To further validate the effectiveness of the cost-sensitive factors CSI and CSD in addressing class imbalance, we designed an ablation experiment. The results, shown in Fig. 6, compared with the methods without cost-sensitive factors CSI and CSD, the accuracy of CSDSResNet is improved by 1.3% and 1.3%, respectively. Macro_P is improved by 5% and 4.4%, respectively. Macro_F1 improved by 3.3% and 1.8%, respectively, indicate that the inclusion of these cost-sensitive factors enhances the classifier’s attention to and accuracy in identifying minority classes. The introduction of the cost-sensitive factor resulted in a slight decrease in Macro_Recall, which we attribute to the classifier becoming more conservative. It tends to lean towards predicting negatives to avoid false positives. This inclination enhances precision and accuracy but sacrifices recall. This observation aligns with our experimental findings.

images

Figure 6: Ablation study results of cost-sensitive loss functions

Table 3 presents the ablation study results of dual-stream residual blocks. We retained only a single path as the model’s main backbone for feature extraction, effectively degrading the model to a standard residual neural network while keeping all other components unchanged. The best results are highlighted in bold. It can be observed that the dual-stream structure achieves the best performance, with the model’s Accuracy and Macro_F1-score improving by 1.39% and 1.89%, respectively, compared to the model with only Path 1. Similarly, compared to the model with only Path 2, the Accuracy and Macro_F1-score improved by 2.02% and 2.94%, respectively.
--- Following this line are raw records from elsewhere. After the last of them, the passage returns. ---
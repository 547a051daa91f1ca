// Frame planning: turn (scene, progress, viewport) into positioned cells.
//
// Nothing here draws. A `FramePlan` is an ordered list of `CellDraw`s,
// each a filled background rectangle plus one or more pattern layers
// centered in it. The renderer paints cells in order; `render::paint_plan`
// does exactly that against any `Painter`.
//
// Layouts per act:
//
// - Pairs and Layers: a 2x2 grid, or a 1x4 row when the grid cells would be
//   wider than 1.5:1 on a short (< 500 px) viewport.
// - Triads: 3x2 in landscape, 2x3 in portrait. The portrait grid is filled
//   column-major (`cell = col * 3 + row`) so its first column shows the same
//   cells as the landscape top row.
//
// Pattern size is `min(cell w, cell h) * 0.35 * growth`. Growth depends on
// the act: Pairs slot-A cells reach full size at 80% of the transition and
// slot-B cells start after a 0.4 delay; everything else grows linearly.
//
// All colours are HSB with saturation and brightness in 0..=100.

use crate::catalog::{Background, Pattern, Shape};
use crate::harmony::Hue;
use crate::scene::{LayersScene, PairsScene, Scene, TRIAD_CELLS, TriadsScene};
use serde::{Deserialize, Serialize};

/// Fraction of the smaller cell side a fully grown pattern occupies.
pub const PATTERN_SCALE: f64 = 0.35;

/// Stroke weight as a fraction of the smaller viewport side.
pub const STROKE_SCALE: f64 = 0.01;

/// Grid cells wider than this (w/h) switch Pairs and Layers to a single row.
pub const SINGLE_ROW_ASPECT: f64 = 1.5;

/// ...but only when the viewport is shorter than this many pixels.
pub const SINGLE_ROW_MAX_HEIGHT: f64 = 500.0;

/// Progress at which a Pairs slot-A cell is fully grown.
pub const PRIMARY_GROWTH_END: f64 = 0.8;

/// Progress delay before a Pairs slot-B cell starts growing.
pub const SECONDARY_DELAY: f64 = 0.4;

#[derive(Clone, Copy, Debug, PartialEq, Serialize, Deserialize)]
pub struct Viewport {
    pub width: f64,
    pub height: f64,
}

impl Viewport {
    pub fn new(width: f64, height: f64) -> Self {
        Self { width, height }
    }

    pub fn is_portrait(&self) -> bool {
        self.height > self.width
    }

    pub fn stroke_weight(&self) -> f64 {
        self.width.min(self.height) * STROKE_SCALE
    }

    /// Whether the four-cell acts should lay out as one row.
    pub fn prefers_single_row(&self) -> bool {
        let aspect = (self.width / 2.0) / (self.height / 2.0);
        aspect > SINGLE_ROW_ASPECT && self.height < SINGLE_ROW_MAX_HEIGHT
    }
}

#[derive(Clone, Copy, Debug, PartialEq, Serialize, Deserialize)]
pub struct Hsb {
    pub hue: Hue,
    pub saturation: f64,
    pub brightness: f64,
}

impl Hsb {
    pub const fn new(hue: Hue, saturation: f64, brightness: f64) -> Self {
        Self {
            hue,
            saturation,
            brightness,
        }
    }

    /// Fully saturated, full brightness.
    pub const fn vivid(hue: Hue) -> Self {
        Self::new(hue, 100.0, 100.0)
    }

    pub fn backdrop(background: Background) -> Self {
        Self::new(0.0, 0.0, background.brightness())
    }
}

#[derive(Clone, Copy, Debug, PartialEq, Serialize, Deserialize)]
pub struct Rect {
    pub x: f64,
    pub y: f64,
    pub width: f64,
    pub height: f64,
}

impl Rect {
    pub fn center(&self) -> (f64, f64) {
        (self.x + self.width / 2.0, self.y + self.height / 2.0)
    }

    pub fn min_side(&self) -> f64 {
        self.width.min(self.height)
    }
}

/// One pattern drawn at the center of its cell.
#[derive(Clone, Copy, Debug, PartialEq, Serialize, Deserialize)]
pub struct PatternLayer {
    pub pattern: Pattern,
    pub shape: Shape,
    pub size: f64,
    pub stroke: Hsb,
    /// `None` draws the outline only.
    pub fill: Option<Hsb>,
}

#[derive(Clone, Debug, PartialEq, Serialize, Deserialize)]
pub struct CellDraw {
    pub rect: Rect,
    pub background: Hsb,
    /// Painted in order, first layer at the bottom.
    pub layers: Vec<PatternLayer>,
}

#[derive(Clone, Debug, PartialEq, Serialize, Deserialize)]
pub struct FramePlan {
    pub stroke_weight: f64,
    pub cells: Vec<CellDraw>,
}

/// Plan a whole frame for `scene` at transition `progress`.
pub fn plan_scene(scene: &Scene, progress: f64, viewport: Viewport) -> FramePlan {
    let progress = progress.clamp(0.0, 1.0);
    let cells = match scene {
        Scene::Pairs(s) => plan_pairs(s, progress, viewport),
        Scene::Triads(s) => plan_triads(s, progress, viewport),
        Scene::Layers(s) => plan_layers(s, progress, viewport),
    };
    FramePlan {
        stroke_weight: viewport.stroke_weight(),
        cells,
    }
}

/// Growth of a Pairs slot-A cell.
pub fn primary_growth(progress: f64) -> f64 {
    (progress / PRIMARY_GROWTH_END).min(1.0)
}

/// Growth of a Pairs slot-B cell.
pub fn secondary_growth(progress: f64) -> f64 {
    (progress - SECONDARY_DELAY).max(0.0)
}

fn pattern_size(rect: &Rect, growth: f64) -> f64 {
    rect.min_side() * PATTERN_SCALE * growth
}

/// Cells of a `cols` x `rows` grid in row-major order.
fn grid(viewport: Viewport, cols: usize, rows: usize) -> Vec<Rect> {
    let width = viewport.width / cols as f64;
    let height = viewport.height / rows as f64;
    (0..rows)
        .flat_map(|row| {
            (0..cols).map(move |col| Rect {
                x: col as f64 * width,
                y: row as f64 * height,
                width,
                height,
            })
        })
        .collect()
}

fn four_cells(viewport: Viewport) -> Vec<Rect> {
    if viewport.prefers_single_row() {
        grid(viewport, 4, 1)
    } else {
        grid(viewport, 2, 2)
    }
}

fn outline_cell(
    rect: Rect,
    background: Hsb,
    stroke: Hsb,
    pattern: Pattern,
    shape: Shape,
    growth: f64,
) -> CellDraw {
    CellDraw {
        rect,
        background,
        layers: vec![PatternLayer {
            pattern,
            shape,
            size: pattern_size(&rect, growth),
            stroke,
            fill: None,
        }],
    }
}

// ---------------------------------------------------------------------------
// Pairs
// ---------------------------------------------------------------------------

#[derive(Clone, Copy)]
enum PairsCell {
    /// Slot A on a `background` hue, outlined in `stroke` hue.
    Primary { background: Hue, stroke: Hue },
    /// Slot B on the scene backdrop, outlined in `stroke` hue.
    Secondary { stroke: Hue },
}

fn plan_pairs(scene: &PairsScene, progress: f64, viewport: Viewport) -> Vec<CellDraw> {
    let base = scene.base_hue;
    let comp = scene.complementary_hue;
    let order = if viewport.prefers_single_row() {
        [
            PairsCell::Primary { background: comp, stroke: base },
            PairsCell::Secondary { stroke: comp },
            PairsCell::Primary { background: base, stroke: comp },
            PairsCell::Secondary { stroke: base },
        ]
    } else {
        // Slot A on the diagonal, slot B on the anti-diagonal.
        [
            PairsCell::Primary { background: comp, stroke: base },
            PairsCell::Secondary { stroke: comp },
            PairsCell::Secondary { stroke: base },
            PairsCell::Primary { background: base, stroke: comp },
        ]
    };

    four_cells(viewport)
        .into_iter()
        .zip(order)
        .map(|(rect, cell)| match cell {
            PairsCell::Primary { background, stroke } => outline_cell(
                rect,
                Hsb::vivid(background),
                Hsb::vivid(stroke),
                scene.primary.pattern,
                scene.primary.shape,
                primary_growth(progress),
            ),
            PairsCell::Secondary { stroke } => outline_cell(
                rect,
                Hsb::backdrop(scene.secondary.background),
                Hsb::vivid(stroke),
                scene.secondary.pattern,
                scene.secondary.shape,
                secondary_growth(progress),
            ),
        })
        .collect()
}

// ---------------------------------------------------------------------------
// Triads
// ---------------------------------------------------------------------------

fn plan_triads(scene: &TriadsScene, progress: f64, viewport: Viewport) -> Vec<CellDraw> {
    let portrait = viewport.is_portrait();
    let rects = if portrait {
        grid(viewport, 2, 3)
    } else {
        grid(viewport, 3, 2)
    };

    rects
        .into_iter()
        .enumerate()
        .take(TRIAD_CELLS)
        .map(|(i, rect)| {
            let index = if portrait { (i % 2) * 3 + i / 2 } else { i };
            let cell = &scene.cells[index];
            outline_cell(
                rect,
                Hsb::vivid(cell.background_hue),
                Hsb::vivid(cell.foreground_hue),
                cell.pattern,
                cell.shape,
                progress,
            )
        })
        .collect()
}

// ---------------------------------------------------------------------------
// Layers
// ---------------------------------------------------------------------------

/// A pale (low saturation) or dark (low brightness) variant of a hue.
#[derive(Clone, Copy, Debug, PartialEq, Eq)]
enum Shade {
    Tint,
    Dark,
}

impl Shade {
    fn of(self, hue: Hue) -> Hsb {
        match self {
            Shade::Tint => Hsb::new(hue, 20.0, 100.0),
            Shade::Dark => Hsb::new(hue, 100.0, 20.0),
        }
    }
}

/// One Layers cell: backdrop shade, hue and the fill scheme. `tinted`
/// selects pale outer fill with dark inner fill; otherwise the reverse.
#[derive(Clone, Copy)]
struct LayersCell {
    hue: Hue,
    backdrop: Shade,
    tinted: bool,
}

fn plan_layers(scene: &LayersScene, progress: f64, viewport: Viewport) -> Vec<CellDraw> {
    let base = scene.base_hue;
    let comp = scene.complementary_hue;
    let cell = |hue, backdrop, tinted| LayersCell {
        hue,
        backdrop,
        tinted,
    };
    // The grid's fill schemes do not follow the backdrop shade; the row's do.
    let order = if viewport.prefers_single_row() {
        [
            cell(comp, Shade::Tint, true),
            cell(comp, Shade::Dark, false),
            cell(base, Shade::Tint, true),
            cell(base, Shade::Dark, false),
        ]
    } else {
        [
            cell(comp, Shade::Dark, true),
            cell(base, Shade::Tint, false),
            cell(comp, Shade::Tint, false),
            cell(base, Shade::Dark, true),
        ]
    };

    four_cells(viewport)
        .into_iter()
        .zip(order)
        .enumerate()
        .map(|(i, (rect, spec))| {
            let size = pattern_size(&rect, progress);
            let h = spec.hue;
            let (outer, inner) = if spec.tinted {
                (
                    (Hsb::vivid(h), Hsb::new(h, 40.0, 100.0)),
                    (Hsb::new(h, 80.0, 100.0), Hsb::new(h, 100.0, 40.0)),
                )
            } else {
                (
                    (Hsb::vivid(h), Hsb::new(h, 100.0, 40.0)),
                    (Hsb::new(h, 100.0, 80.0), Hsb::new(h, 40.0, 100.0)),
                )
            };
            let pattern = scene.patterns[i];
            let shape = scene.shapes[i];
            CellDraw {
                rect,
                background: spec.backdrop.of(h),
                layers: vec![
                    PatternLayer {
                        pattern,
                        shape,
                        size,
                        stroke: outer.0,
                        fill: Some(outer.1),
                    },
                    PatternLayer {
                        pattern,
                        shape,
                        size: size / 2.0,
                        stroke: inner.0,
                        fill: Some(inner.1),
                    },
                ],
            }
        })
        .collect()
}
The ablation study results demonstrate that dual-stream residual blocks effectively extract and fuse high-dimensional features, enhancing the model’s learning capability.

images

4.2 Model Comparison

This subsection compares the performance of our proposed method, CSDSResNet, with several classical methods for imbalanced classification, including CSCNN, XGBoost, SVM, RUSBoost, Random Forest, Logistic Regression, SMOTE-CNN, FCSSCM, ECG-CNN and AdaBoost. Table 4 presents the performance metrics of various methods on the “DryBean” dataset. Our proposed method, CSDSResNet, outperforms all other methods across accuracy, macro precision, and macro_F1-score. For example, compared to the second-best method, CSDSResNet shows a 1.64% improvement in accuracy, a 2.48% increase in macro precision, and a 2.72% enhancement in macro F1-score. To understand which class recognition improvements most impact CSDSResNet’s overall performance, we visualized the recognition performance for each class, as shown in Fig. 7.

images

images

Figure 7: Single-class identification results on “DryBean”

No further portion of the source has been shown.